The opportunity wasn’t all work and no play, however. She and her colleagues discovered several beaches, including the Pane e Pomodoro Beach just 20 minutes from their hostel, as well as the Castello Svevo di Bari (a medieval castle), and plenty of delicious food ranging from gelato and tiramisu to local favorites like focaccia barese and orecchiette pasta.
Forbes, a transfer student from ICC, also views her semester abroad with Bradley in London as an unparalleled opportunity. Pairing medical settings with learning abroad is the perfect combination for Forbes, who is set on becoming a surgeon in the future.

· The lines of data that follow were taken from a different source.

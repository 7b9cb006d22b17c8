//! Vendoring of shared-library dependencies.
//!
//! Copies the libraries a binary needs at runtime into the binary's own
//! directory so it can run without the build environment. Dependencies are
//! discovered with `ldd` (or `readelf -d` plus a loader-style search) and
//! resolved against a set of search roots, repeating until the linker has
//! nothing left to complain about.

mod analyze;
mod copy;
mod error;
mod paths;
mod resolve;

pub use analyze::{
    parse_ldd_output, parse_readelf_output, system_library_dirs, DependencyRecord,
    DependencyStatus, DynamicSection, Inspection, Introspector, Ldd, LinkTarget, LinkedLibrary,
    Readelf,
};
pub use copy::{make_executable, vendor_library};
pub use error::ResolveError;
pub use paths::{is_shared_object, package_root, split_search_path, CandidateIndex};
pub use resolve::{
    Binary, ImportedLibrary, Resolution, Resolver, ResolverOptions, DEFAULT_CACHE_MARKER,
};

“It intrigues me to learn how medical schools across countries are so different,” Forbes said. “Italy was completely different from here. There's always that same baseline of care, but how they take it farther, that's what intrigues me and that's why I wanted to do the program outside of the country. Not many surgeons will let shadowers scrub in like they let us do in Italy, or get as close to the surgeons as we were.”
Forbes currently works at Carle Hospital as a patient safety companion providing one-on-one monitoring in the emergency department. In the future, she hopes to work in the St. Louis area, dealing with large-scale surgeries. The Doctors In Italy Fellowship Program helped reframe some of her efforts in and out of the classroom.
“It truly made me look at Bradley and all this hard work to show that it's worth it – that I can get through the undergrad classes, I can get my bachelor's and I can go to med school. All of this is leading to something good. I just can't stop trying.”